Learn more about this influential Native American at the Sacagawea Interpretive Center in Salmon, ID where there is a 71 acre park dedicated to her people, the Agaidika, and her influence on American history.

Shoshone

The Shoshone inhabited various areas in the West including central and eastern Idaho. As the area around the Snake River was their stronghold, they were sometimes referred to as the Snake Indians, however the actual translation of Shoshone is The Valley People. The Shoshone were split into different groups, and it was those known as the Agaidika, or Salmon-Eaters and the Tukukika or Sheep-Eaters that lived in the Salmon River Valley. As their names suggest, they fished for salmon and also hunted mountain sheep, deer, antelope and buffalo.
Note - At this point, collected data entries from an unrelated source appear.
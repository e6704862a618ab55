/*
 * @Date         : 2026-02-03
 * @Description  : 网络层。每个层都处理`[batch, features]`形状的矩阵。
 */

use enum_dispatch::enum_dispatch;
use ndarray::Array2;

use super::Parameter;
use crate::errors::SynthError;

mod activation;
mod linear;

pub use activation::{LeakyRelu, Relu, Sigmoid, Tanh};
pub use linear::Linear;

/// 层的公共接口
#[enum_dispatch]
pub trait Layer {
    fn name(&self) -> &str;
    /// 训练用前向传播，缓存反向所需的中间值
    fn forward(&mut self, input: &Array2<f32>) -> Result<Array2<f32>, SynthError>;
    /// 不缓存任何中间值的前向传播
    fn infer(&self, input: &Array2<f32>) -> Result<Array2<f32>, SynthError>;
    /// 反向传播：累加参数梯度并返回对输入的梯度
    fn backward(&mut self, grad_output: &Array2<f32>) -> Result<Array2<f32>, SynthError>;
    fn parameters(&self) -> Vec<&Parameter>;
    fn parameters_mut(&mut self) -> Vec<&mut Parameter>;
}

#[enum_dispatch(Layer)]
#[derive(Debug, Clone)]
pub enum LayerEnum {
    Linear,
    LeakyRelu,
    Relu,
    Sigmoid,
    Tanh,
}
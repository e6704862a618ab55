mod dataloader;
mod dataset;
mod transforms;

use super::DataManifest;

/// `n`行、单通道列的清单，第`i`行的路径为`img_{i}.png`
pub(super) fn manifest_with_rows(n: usize) -> DataManifest {
    let headers = vec!["SubjectID".to_string(), "Channel_0".to_string()];
    let rows = (0..n)
        .map(|i| vec![format!("subject_{i}"), format!("img_{i}.png")])
        .collect();
    DataManifest::new(headers, rows)
}
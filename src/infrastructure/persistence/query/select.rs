//! `SELECT` composition and execution.

use sqlx::postgres::PgRow;
use sqlx::{FromRow, PgConnection};

use super::clause;
use super::fragment::{Direction, Fragment};
use super::ident::{ColumnRef, Table};
use super::value::SqlValue;
use crate::error::StorageError;

/// A `SELECT` statement assembled from optional clauses.
///
/// Clauses are rendered in a fixed order regardless of the order the builder
/// methods were called in: selection, join, filter, sort.
///
/// # Example
///
/// ```rust,ignore
/// let query = SelectQuery::new(Table::UrlChecks, &[url_checks::URL_ID, url_checks::CREATED_AT])
///     .distinct_on(url_checks::URL_ID)
///     .order_by(url_checks::URL_ID, Direction::Asc)
///     .order_by(url_checks::CREATED_AT, Direction::Desc);
/// let rows = query.fetch_all(&mut conn).await?;
/// ```
#[derive(Debug, Clone)]
pub struct SelectQuery {
    table: Table,
    fields: Vec<ColumnRef>,
    distinct: Option<ColumnRef>,
    joining: Option<(ColumnRef, ColumnRef)>,
    filtering: Option<(ColumnRef, SqlValue)>,
    sorting: Vec<(ColumnRef, Direction)>,
}

impl SelectQuery {
    pub fn new(table: Table, fields: &[ColumnRef]) -> Self {
        Self {
            table,
            fields: fields.to_vec(),
            distinct: None,
            joining: None,
            filtering: None,
            sorting: Vec::new(),
        }
    }

    /// Keeps only the first row of each distinct value of `column`.
    pub fn distinct_on(mut self, column: ColumnRef) -> Self {
        self.distinct = Some(column);
        self
    }

    /// Left-joins the table of `joined` on `base_column = joined`.
    ///
    /// A query has at most one join; calling this again replaces it.
    pub fn left_join(mut self, joined: ColumnRef, base_column: ColumnRef) -> Self {
        self.joining = Some((joined, base_column));
        self
    }

    /// Restricts rows to `column = value`.
    ///
    /// A query has at most one filter; calling this again replaces it.
    pub fn filter(mut self, column: ColumnRef, value: impl Into<SqlValue>) -> Self {
        self.filtering = Some((column, value.into()));
        self
    }

    /// Adds a sort key after the existing ones.
    pub fn order_by(mut self, column: ColumnRef, direction: Direction) -> Self {
        self.sorting.push((column, direction));
        self
    }

    /// Assembles the statement.
    ///
    /// # Errors
    ///
    /// Returns [`StorageError::InvalidQuery`] if the field list is empty, the
    /// join targets the base table, or a column belongs to a table that is not
    /// part of the query.
    pub fn to_fragment(&self) -> Result<Fragment, StorageError> {
        self.validate()?;

        let mut fragment = clause::selection(self.table, &self.fields, self.distinct);

        if let Some((joined, base_column)) = self.joining {
            fragment = fragment
                .keyword(" ")
                .append(clause::left_join(self.table, joined, base_column));
        }

        if let Some((column, value)) = &self.filtering {
            fragment = fragment
                .keyword(" ")
                .append(clause::filter(*column, value.clone()));
        }

        if !self.sorting.is_empty() {
            fragment = fragment.keyword(" ").append(clause::sort(&self.sorting));
        }

        Ok(fragment.keyword(";"))
    }

    /// Parameterized SQL text of the statement.
    pub fn sql(&self) -> Result<String, StorageError> {
        Ok(self.to_fragment()?.to_sql())
    }

    /// Executes the statement and returns every row, fields in query order.
    ///
    /// # Errors
    ///
    /// Returns [`StorageError`] when the statement is invalid or the database
    /// rejects it. Zero matching rows is `Ok(vec![])`.
    pub async fn fetch_all(&self, conn: &mut PgConnection) -> Result<Vec<PgRow>, StorageError> {
        let fragment = self.to_fragment()?;
        tracing::debug!(sql = %fragment.to_inline_sql(), "Executing select");

        let mut builder = fragment.to_builder();
        let rows = builder.build().fetch_all(conn).await?;

        tracing::debug!(table = %self.table, rows = rows.len(), "The select operation is completed");
        Ok(rows)
    }

    /// Executes the statement and decodes every row into `T`.
    pub async fn fetch_all_as<T>(&self, conn: &mut PgConnection) -> Result<Vec<T>, StorageError>
    where
        T: for<'r> FromRow<'r, PgRow> + Send + Unpin,
    {
        let rows = self.fetch_all(conn).await?;
        rows.iter()
            .map(|row| T::from_row(row).map_err(StorageError::from))
            .collect()
    }

    fn validate(&self) -> Result<(), StorageError> {
        if self.fields.is_empty() {
            return Err(StorageError::InvalidQuery("selection needs at least one field"));
        }

        let joined_table = match self.joining {
            Some((joined, base_column)) => {
                if joined.table() == self.table {
                    return Err(StorageError::InvalidQuery("a table cannot be joined to itself"));
                }
                if base_column.table() != self.table {
                    return Err(StorageError::InvalidQuery(
                        "join column must belong to the base table",
                    ));
                }
                Some(joined.table())
            }
            None => None,
        };

        let in_scope = |column: &ColumnRef| {
            column.table() == self.table || Some(column.table()) == joined_table
        };

        let referenced = self
            .fields
            .iter()
            .chain(self.distinct.iter())
            .chain(self.filtering.iter().map(|(c, _)| c))
            .chain(self.sorting.iter().map(|(c, _)| c));

        for column in referenced {
            if !in_scope(column) {
                return Err(StorageError::InvalidQuery(
                    "column refers to a table outside the query",
                ));
            }
        }

        Ok(())
    }
}
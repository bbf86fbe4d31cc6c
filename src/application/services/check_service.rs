//! Page check service.

use std::sync::Arc;

use crate::domain::entities::{NewCheck, Url};
use crate::domain::page_fetcher::PageFetcher;
use crate::domain::repositories::UrlRepository;
use crate::error::AppError;
use crate::infrastructure::http::extract_page_summary;

/// Runs checks: fetches the page of a registered Url, extracts its metadata
/// and records the result.
///
/// A failed fetch is reported as [`AppError::Fetch`] and records nothing.
pub struct CheckService<R: UrlRepository, F: PageFetcher + ?Sized> {
    repository: Arc<R>,
    fetcher: Arc<F>,
}

impl<R: UrlRepository, F: PageFetcher + ?Sized> CheckService<R, F> {
    pub fn new(repository: Arc<R>, fetcher: Arc<F>) -> Self {
        Self {
            repository,
            fetcher,
        }
    }

    /// Checks the Url with the given id and returns the new check id.
    ///
    /// # Errors
    ///
    /// - [`AppError::NotFound`] if the Url does not exist
    /// - [`AppError::Fetch`] if the page could not be fetched
    /// - [`AppError::Internal`] on storage failures
    pub async fn run_check(&self, url_id: i64) -> Result<i64, AppError> {
        let url: Url = self
            .repository
            .get_url(url_id)
            .await?
            .ok_or_else(|| AppError::not_found(format!("Url {url_id} not found")))?;

        let page = self.fetcher.fetch(&url.name).await?;
        let summary = extract_page_summary(&page.body);

        let check_id = self
            .repository
            .create_check(url.id, NewCheck::from_page(page.status_code, summary))
            .await?;

        tracing::info!(url_id, check_id, status = page.status_code, "Check recorded");
        Ok(check_id)
    }
}
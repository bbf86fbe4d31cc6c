//! Url registration and retrieval service.

use std::sync::Arc;

use crate::domain::entities::{Check, Url, UrlListing};
use crate::domain::repositories::UrlRepository;
use crate::error::AppError;
use crate::utils::url_normalizer::validate_and_normalize;

/// Outcome of registering a Url.
#[derive(Debug, Clone, Copy, PartialEq, Eq)]
pub enum Registration {
    /// A new Url was stored with this id.
    Created(i64),
    /// The normalized Url was already registered under this id.
    AlreadyExists(i64),
}

impl Registration {
    pub fn id(self) -> i64 {
        match self {
            Registration::Created(id) | Registration::AlreadyExists(id) => id,
        }
    }
}

/// Service for registering and reading Urls.
///
/// Input is validated and reduced to its origin before it reaches the
/// repository, so `https://Example.com/a` and `https://example.com/b` register
/// the same Url.
pub struct UrlService<R: UrlRepository> {
    repository: Arc<R>,
}

impl<R: UrlRepository> UrlService<R> {
    pub fn new(repository: Arc<R>) -> Self {
        Self { repository }
    }

    /// Registers a Url from raw user input.
    ///
    /// # Errors
    ///
    /// Returns [`AppError::Validation`] with a user-facing message if the input
    /// is not a valid URL, and [`AppError::Internal`] on storage failures.
    pub async fn register(&self, input: &str) -> Result<Registration, AppError> {
        let name =
            validate_and_normalize(input).map_err(|e| AppError::bad_request(e.to_string()))?;

        if let Some(id) = self.repository.check_url(&name).await? {
            tracing::info!(url_id = id, %name, "Url is already registered");
            return Ok(Registration::AlreadyExists(id));
        }

        match self.repository.create_url(&name).await {
            Ok(id) => Ok(Registration::Created(id)),
            // Lost a race with a concurrent registration of the same name.
            Err(e) if e.is_unique_violation() => {
                let id = self
                    .repository
                    .check_url(&name)
                    .await?
                    .ok_or_else(|| AppError::internal("Url vanished after unique violation"))?;
                Ok(Registration::AlreadyExists(id))
            }
            Err(e) => Err(e.into()),
        }
    }

    /// Returns a Url by id.
    ///
    /// # Errors
    ///
    /// Returns [`AppError::NotFound`] if no Url has this id.
    pub async fn get_url(&self, id: i64) -> Result<Url, AppError> {
        self.repository
            .get_url(id)
            .await?
            .ok_or_else(|| AppError::not_found(format!("Url {id} not found")))
    }

    /// Lists every Url with its latest check, newest Url first.
    pub async fn list_urls(&self) -> Result<Vec<UrlListing>, AppError> {
        Ok(self.repository.get_urls().await?)
    }

    /// Lists the checks of a Url, newest first.
    pub async fn get_url_checks(&self, url_id: i64) -> Result<Vec<Check>, AppError> {
        Ok(self.repository.get_url_checks(url_id).await?)
    }
}
//! Table and column identifiers known to the query builder.
//!
//! The schema is a closed set: every table is a [`Table`] variant and every
//! qualified column is one of the [`ColumnRef`] constants in [`urls`] and
//! [`url_checks`]. Identifiers are never built from caller-supplied strings,
//! so an unknown table or column cannot be expressed at all.
//!
//! Rendering still goes through [`quote_ident`], which double-quotes the name
//! and doubles any embedded `"`.

use std::fmt;

/// A table of the page analyzer schema.
#[derive(Debug, Clone, Copy, PartialEq, Eq, Hash)]
pub enum Table {
    Urls,
    UrlChecks,
}

impl Table {
    /// Unquoted table name as declared in the migrations.
    pub const fn name(self) -> &'static str {
        match self {
            Table::Urls => "urls",
            Table::UrlChecks => "url_checks",
        }
    }

    /// Quoted table name, safe to splice into SQL text.
    pub fn quoted(self) -> String {
        quote_ident(self.name())
    }
}

impl fmt::Display for Table {
    fn fmt(&self, f: &mut fmt::Formatter<'_>) -> fmt::Result {
        f.write_str(self.name())
    }
}

/// A column name, independent of the table it belongs to.
#[derive(Debug, Clone, Copy, PartialEq, Eq, Hash)]
pub enum Column {
    Id,
    Name,
    CreatedAt,
    UrlId,
    StatusCode,
    H1,
    Title,
    Description,
}

impl Column {
    /// Unquoted column name as declared in the migrations.
    pub const fn name(self) -> &'static str {
        match self {
            Column::Id => "id",
            Column::Name => "name",
            Column::CreatedAt => "created_at",
            Column::UrlId => "url_id",
            Column::StatusCode => "status_code",
            Column::H1 => "h1",
            Column::Title => "title",
            Column::Description => "description",
        }
    }
}

/// A table-qualified column, rendered as `"table"."column"`.
///
/// Only the constants in [`urls`] and [`url_checks`] can construct one, which
/// keeps every reference consistent with the schema.
#[derive(Debug, Clone, Copy, PartialEq, Eq, Hash)]
pub struct ColumnRef {
    table: Table,
    column: Column,
}

impl ColumnRef {
    const fn of(table: Table, column: Column) -> Self {
        Self { table, column }
    }

    pub fn table(self) -> Table {
        self.table
    }

    pub fn column(self) -> Column {
        self.column
    }

    /// Fully qualified and quoted reference, e.g. `"urls"."name"`.
    pub fn qualified(self) -> String {
        format!("{}.{}", self.table.quoted(), quote_ident(self.column.name()))
    }

    /// Quoted column name without the table prefix, as required by
    /// `INSERT` column lists and `RETURNING`.
    pub fn unqualified(self) -> String {
        quote_ident(self.column.name())
    }
}

impl fmt::Display for ColumnRef {
    fn fmt(&self, f: &mut fmt::Formatter<'_>) -> fmt::Result {
        write!(f, "{}.{}", self.table.name(), self.column.name())
    }
}

/// Columns of the `urls` table.
pub mod urls {
    use super::{Column, ColumnRef, Table};

    pub const ID: ColumnRef = ColumnRef::of(Table::Urls, Column::Id);
    pub const NAME: ColumnRef = ColumnRef::of(Table::Urls, Column::Name);
    pub const CREATED_AT: ColumnRef = ColumnRef::of(Table::Urls, Column::CreatedAt);
}

/// Columns of the `url_checks` table.
pub mod url_checks {
    use super::{Column, ColumnRef, Table};

    pub const ID: ColumnRef = ColumnRef::of(Table::UrlChecks, Column::Id);
    pub const URL_ID: ColumnRef = ColumnRef::of(Table::UrlChecks, Column::UrlId);
    pub const STATUS_CODE: ColumnRef = ColumnRef::of(Table::UrlChecks, Column::StatusCode);
    pub const H1: ColumnRef = ColumnRef::of(Table::UrlChecks, Column::H1);
    pub const TITLE: ColumnRef = ColumnRef::of(Table::UrlChecks, Column::Title);
    pub const DESCRIPTION: ColumnRef = ColumnRef::of(Table::UrlChecks, Column::Description);
    pub const CREATED_AT: ColumnRef = ColumnRef::of(Table::UrlChecks, Column::CreatedAt);
}

/// Quotes an identifier for PostgreSQL: wraps it in `"` and doubles embedded quotes.
pub fn quote_ident(name: &str) -> String {
    let mut out = String::with_capacity(name.len() + 2);
    out.push('"');
    for ch in name.chars() {
        if ch == '"' {
            out.push('"');
        }
        out.push(ch);
    }
    out.push('"');
    out
}

/// Quotes a string literal for PostgreSQL: wraps it in `'` and doubles embedded quotes.
///
/// Used for the inline rendering of statements in debug logs only; values sent
/// to the database are always bound parameters.
pub fn quote_literal(value: &str) -> String {
    let mut out = String::with_capacity(value.len() + 2);
    out.push('\'');
    for ch in value.chars() {
        if ch == '\'' {
            out.push('\'');
        }
        out.push(ch);
    }
    out.push('\'');
    out
}

#[cfg(test)]
mod tests {
    use super::*;

    #[test]
    fn test_quote_ident_plain() {
        assert_eq!(quote_ident("urls"), r#""urls""#);
    }

    #[test]
    fn test_quote_ident_escapes_double_quote() {
        assert_eq!(quote_ident(r#"we"ird"#), r#""we""ird""#);
    }

    #[test]
    fn test_quote_literal_escapes_single_quote() {
        assert_eq!(
            quote_literal("'; DROP TABLE urls; --"),
            "'''; DROP TABLE urls; --'"
        );
    }

    #[test]
    fn test_qualified_column() {
        assert_eq!(url_checks::URL_ID.qualified(), r#""url_checks"."url_id""#);
        assert_eq!(urls::NAME.unqualified(), r#""name""#);
        assert_eq!(urls::CREATED_AT.to_string(), "urls.created_at");
    }

    #[test]
    fn test_column_table_membership() {
        assert_eq!(urls::ID.table(), Table::Urls);
        assert_eq!(url_checks::ID.table(), Table::UrlChecks);
        assert_eq!(url_checks::ID.column(), Column::Id);
    }
}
In 1875, President Grant established an executive order for 100 sq. miles as a reservation for the groups inhabiting the Salmon River Valley, however due to pressure from local residents this order was eventually rescinded in 1905 and in 1907, these Shoshone were forced from their homeland to the Fort Hall Indian Reservation in southeastern Idaho.

Learn more about the Shoshone at the Shoshone-Bannock Tribal Museum located at the Fort Hall Indian Reservation.

Nez Perce

The Nez Perce inhabited the area surrounding the Middle Fork for an estimated 10,000 years. In the early 1800′s they were the largest tribe in the area with around 6,000 individuals living in camps or villages. They were a migratory people, that followed food sources with the change of season. Fishing in the Snake, Salmon and Clear Water Rivers provided Chinook salmon and steelhead for sustenance.

Today, there is a Nez Perce reservation totalling almost 2,000 sq. mi. in northern Idaho. You can visit the Nez Perce National Historical Park, which consists of 38 sites throughout Idaho, Montana, Oregon and Washington commemorating the history, culture and legends of these Native Americans.